Effects of conventional and reduced N inputs on nematode communities and plant yield under intensive vegetable production

As the largest group of soil mesofauna, nematodes occupy all consumer trophic levels in soil food webs, and may serve as a proxy for soil food web structure and composition. The present study was conducted in an intensively managed, solar greenhouse vegetable-production system to investigate the effects of nitrogen management on soil nematode communities. We conducted two experimental trials. The first trial was a field survey in vegetable greenhouses with various cultivation histories (1, 2 and ≥5 years) and open grain fields. The second trial was a series of nematode community analyses over four years from a long-term N management experiment with three treatments: NN (no nitrogen input), RN (reduced N fertilization) and CN (conventional N application). In the field survey, we found that soil total N significantly increased with planting age. After one year of cultivation, greenhouse soil had a significantly lower Shannon–Wiener diversity index (H) (1.55) and a higher abundance of root knot nematodes (RKNs) (292 nematodes per 100 g dry soil) compared to the soil in the open fields. With increasing time of cultivation, there were further decreases in H and increases in RKNs with H reaching 1.03 and RKNs 1254 after five or more years of vegetable planting. Analyses of soil nematode community in the N management experiment indicated that the abundance of RKNs significantly decreased by 55.9% to 770 per 100 g dry soil in the RN treatment compared to 1745 per 100 g dry soil in the CN treatment. The maturity index of the soil nematode community was negatively correlated with the amount of N input and soil total N. Further, tomato fruit yield was not affected by reduced N input in the RN treatment in contrast to the CN treatment.

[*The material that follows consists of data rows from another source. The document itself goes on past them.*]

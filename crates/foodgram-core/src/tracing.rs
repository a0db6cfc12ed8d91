use tracing_subscriber::{EnvFilter, fmt, layer::SubscriberExt, util::SubscriberInitExt};

/// Install the JSON stdout subscriber once per process.
///
/// `RUST_LOG` takes precedence over `default_directives`. An unparsable
/// `RUST_LOG` falls back to the defaults and is reported after install.
pub fn init_tracing(default_directives: &str) {
    let rust_log = std::env::var("RUST_LOG").ok();
    let filter = filter_from(rust_log.as_deref(), default_directives);
    let installed = tracing_subscriber::registry()
        .with(filter)
        .with(fmt::layer().json().with_span_list(true))
        .try_init()
        .is_ok();
    if let Some(raw) = rust_log.filter(|raw| installed && EnvFilter::try_new(raw).is_err()) {
        tracing::warn!(rust_log = %raw, "ignoring unparsable RUST_LOG");
    }
}

fn filter_from(rust_log: Option<&str>, default_directives: &str) -> EnvFilter {
    rust_log
        .filter(|raw| !raw.trim().is_empty())
        .and_then(|raw| EnvFilter::try_new(raw).ok())
        .or_else(|| EnvFilter::try_new(default_directives).ok())
        .unwrap_or_else(|| EnvFilter::new("info"))
}
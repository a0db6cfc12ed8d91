use std::fmt;

use chrono::{DateTime, Utc};

/// Registered account.
#[derive(Debug, Clone, PartialEq, Eq)]
pub struct User {
    pub id: i32,
    pub email: String,
    pub username: String,
    pub first_name: String,
    pub last_name: String,
    pub password_hash: String,
    /// Media-relative avatar path.
    pub avatar: Option<String>,
    pub created_at: DateTime<Utc>,
}

/// Sign-up data after validation and hashing.
#[derive(Debug, Clone)]
pub struct NewUser {
    pub email: String,
    pub username: String,
    pub first_name: String,
    pub last_name: String,
    pub password_hash: String,
}

#[derive(Debug, Clone, PartialEq, Eq)]
pub struct Tag {
    pub id: i32,
    pub name: String,
    pub slug: String,
}

#[derive(Debug, Clone, PartialEq, Eq)]
pub struct Ingredient {
    pub id: i32,
    pub name: String,
    pub measurement_unit: String,
}

/// An ingredient line of a recipe.
#[derive(Debug, Clone, PartialEq, Eq)]
pub struct RecipeIngredient {
    pub ingredient: Ingredient,
    pub amount: i32,
}

/// Recipe with its author, tags and ingredient lines loaded.
#[derive(Debug, Clone, PartialEq, Eq)]
pub struct Recipe {
    pub id: i32,
    pub author: User,
    pub name: String,
    /// Media-relative image path.
    pub image: String,
    pub text: String,
    pub cooking_time: i32,
    pub tags: Vec<Tag>,
    pub ingredients: Vec<RecipeIngredient>,
    pub published_at: DateTime<Utc>,
}

/// The short form of a recipe used in relations and subscriptions.
#[derive(Debug, Clone, PartialEq, Eq)]
pub struct RecipeSummary {
    pub id: i32,
    pub name: String,
    pub image: String,
    pub cooking_time: i32,
}

impl From<&Recipe> for RecipeSummary {
    fn from(recipe: &Recipe) -> Self {
        Self {
            id: recipe.id,
            name: recipe.name.clone(),
            image: recipe.image.clone(),
            cooking_time: recipe.cooking_time,
        }
    }
}

/// Submitted `(ingredient id, amount)` pair.
#[derive(Debug, Clone, Copy, PartialEq, Eq)]
pub struct IngredientAmount {
    pub ingredient_id: i32,
    pub amount: i32,
}

/// Validated recipe contents ready to be written.
#[derive(Debug, Clone)]
pub struct RecipeDraft {
    pub name: String,
    pub image: String,
    pub text: String,
    pub cooking_time: i32,
    pub tag_ids: Vec<i32>,
    pub ingredients: Vec<IngredientAmount>,
}

/// List filters for recipes.
#[derive(Debug, Clone, Default, PartialEq, Eq)]
pub struct RecipeFilter {
    /// Tag slugs; a recipe matches when it carries any of them.
    pub tags: Vec<String>,
    pub author: Option<i32>,
    /// Restrict to recipes the viewer favorited.
    pub favorited_by: Option<i32>,
    /// Restrict to recipes in the viewer's cart.
    pub in_cart_of: Option<i32>,
}

/// Per-user recipe bookmark relations sharing one table shape.
#[derive(Debug, Clone, Copy, PartialEq, Eq, Hash)]
pub enum RecipeRelation {
    Favorite,
    ShoppingCart,
}

impl fmt::Display for RecipeRelation {
    fn fmt(&self, f: &mut fmt::Formatter<'_>) -> fmt::Result {
        match self {
            Self::Favorite => f.write_str("favorites"),
            Self::ShoppingCart => f.write_str("the shopping cart"),
        }
    }
}

/// Recipe as seen by a particular caller.
#[derive(Debug, Clone)]
pub struct RecipeView {
    pub recipe: Recipe,
    pub author_subscribed: bool,
    pub is_favorited: bool,
    pub is_in_shopping_cart: bool,
}

/// User as seen by a particular caller.
#[derive(Debug, Clone)]
pub struct UserView {
    pub user: User,
    pub is_subscribed: bool,
}

/// Followed author together with a preview of their recipes.
#[derive(Debug, Clone)]
pub struct AuthorView {
    pub author: User,
    pub is_subscribed: bool,
    pub recipes: Vec<RecipeSummary>,
    pub recipes_count: u64,
}

/// One aggregated shopping-list line.
#[derive(Debug, Clone, PartialEq, Eq)]
pub struct ShoppingListItem {
    pub name: String,
    pub measurement_unit: String,
    pub amount: i64,
}

/// Recipe in a cart, listed at the end of the shopping list.
#[derive(Debug, Clone, PartialEq, Eq)]
pub struct CartRecipe {
    pub name: String,
    pub author: String,
}

/// Decoded image upload.
#[derive(Debug, Clone, PartialEq, Eq)]
pub struct ImageUpload {
    pub extension: String,
    pub bytes: Vec<u8>,
}

/// Media folder an upload is stored in.
#[derive(Debug, Clone, Copy, PartialEq, Eq)]
pub enum MediaFolder {
    Recipes,
    Users,
}

impl MediaFolder {
    pub fn as_str(self) -> &'static str {
        match self {
            Self::Recipes => "recipes",
            Self::Users => "users",
        }
    }
}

Our results clearly demonstrate that reduced N input had two benefits; (1) reducing the risk of nitrate pollution associated with excessive N input, (2) decreasing the abundance of RKNs and improving the soil nematode community for vegetable production systems.

► Intensive vegetable greenhouse production caused poor soil nematode community.
► Reduced N fertilization reduced the abundance of root knot nematodes.
► Reduced N fertilization improved soil nematode community.
► Reduced N fertilization decreased soil mineral nitrogen content.
► Reduced N fertilization had no adverse effects on crop yield loss.